132. The High Court inMui Coal Basin Local Community & 15 others v Permanent Secretary Ministry of Energy & 17 others Machakos,High Court Constitutional Petition 305 of 2012, 34 of 2013 & 12 of 2014 [2015] eKLR developed the following six principles to be taken into account whenever the application of the doctrine of public participation comes into issue:
First, it is incumbent upon the government agency or public official involved to fashion a programme of public participation that accords with the nature of the subject matter. It is the government agency or public official who is to craft the modalities of public participation but in so doing the government agency or public official must take into account both the quantity and quality of the governed to participate in their own governance. Yet the government agency enjoys some considerable measure of discretion in fashioning those modalities.

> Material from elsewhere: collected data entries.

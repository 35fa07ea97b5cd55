//! In-memory note store.

use crate::model::change::Operation;
use crate::model::note::{NoteId, NoteRecord, UNASSIGNED_NOTE_ID};
use crate::repo::loader::{LoadError, LoadResult, Loader};
use crate::repo::store::{first_unassigned, NoteStore, StoreError, StoreResult};
use std::collections::BTreeMap;

/// `BTreeMap`-backed note store, mostly useful as a base for tests and
/// short-lived note maps.
#[derive(Debug, Clone, Default, PartialEq, Eq)]
pub struct MemoryNoteStore {
    notes: BTreeMap<NoteId, NoteRecord>,
}

impl MemoryNoteStore {
    pub fn new() -> Self {
        Self::default()
    }

    pub fn len(&self) -> usize {
        self.notes.len()
    }

    pub fn is_empty(&self) -> bool {
        self.notes.is_empty()
    }

    pub fn contains(&self, id: NoteId) -> bool {
        self.notes.contains_key(&id)
    }
}

impl FromIterator<NoteRecord> for MemoryNoteStore {
    fn from_iter<I: IntoIterator<Item = NoteRecord>>(iter: I) -> Self {
        Self {
            notes: iter
                .into_iter()
                .map(|record| (record.id, record))
                .collect(),
        }
    }
}

impl Loader for MemoryNoteStore {
    fn lookup(&self, id: NoteId) -> LoadResult<NoteRecord> {
        self.notes.get(&id).cloned().ok_or(LoadError::NotFound(id))
    }
}

impl NoteStore for MemoryNoteStore {
    fn insert_note(&mut self, record: &NoteRecord) -> StoreResult<()> {
        if record.id == UNASSIGNED_NOTE_ID {
            return Err(StoreError::InvalidData(
                "cannot store a note with the unassigned id".to_string(),
            ));
        }
        self.notes.insert(record.id, record.clone());
        Ok(())
    }

    fn commit(&mut self, operations: &[Operation]) -> StoreResult<usize> {
        // Checked up front so a rejected commit leaves the map untouched.
        if let Some(index) = first_unassigned(operations) {
            return Err(StoreError::UnassignedId { index });
        }
        if let Some((index, op)) = operations
            .iter()
            .enumerate()
            .find(|(_, op)| !self.contains(op.target()))
        {
            return Err(StoreError::NotFound {
                index,
                id: op.target(),
            });
        }

        for op in operations {
            if let Some(record) = self.notes.get_mut(&op.target()) {
                record.apply(op);
            }
        }
        Ok(operations.len())
    }
}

Second, public participation calls for innovation and malleability depending on the nature of the subject matter, culture, logistical constraints, and so forth. In other words, no single regime or programme of public participation can be prescribed and the Courts will not use any litmus test to determine if public participation has been achieved or not. The only test the Courts use is one of effectiveness. A variety of mechanisms may be used to achieve public participation.
Third, whatever programme of public participation is fashioned, it must include access to and dissemination of relevant information. See Republic vs The Attorney General & Another ex parte Hon. Francis Chachu Ganya (JR Misc. App. No. 374 of 2012). In relevant portion, the Court stated:
Participation of the people necessarily requires that the information be availed to the members of the public whenever public policy decisions are intended and the public be afforded a forum in which they can adequately ventilate them….
Fourth, public participation does not dictate that everyone must give their views on the issue at hand. To have such a standard would be to give a virtual veto power to each individual in the community to determine community collective affairs. A public participation programme, must, however, show intentional inclusivity and diversity. Any clear and intentional attempts to keep out bona fide stakeholders would render the public participation programme ineffective and illegal by definition. In determining inclusivity in the design of a public participation regime, the government agency or public official must take into account the subsidiarity principle: those most affected by a policy, legislation or action must have a bigger say in that policy, legislation or action and their views must be more deliberately sought and taken into account.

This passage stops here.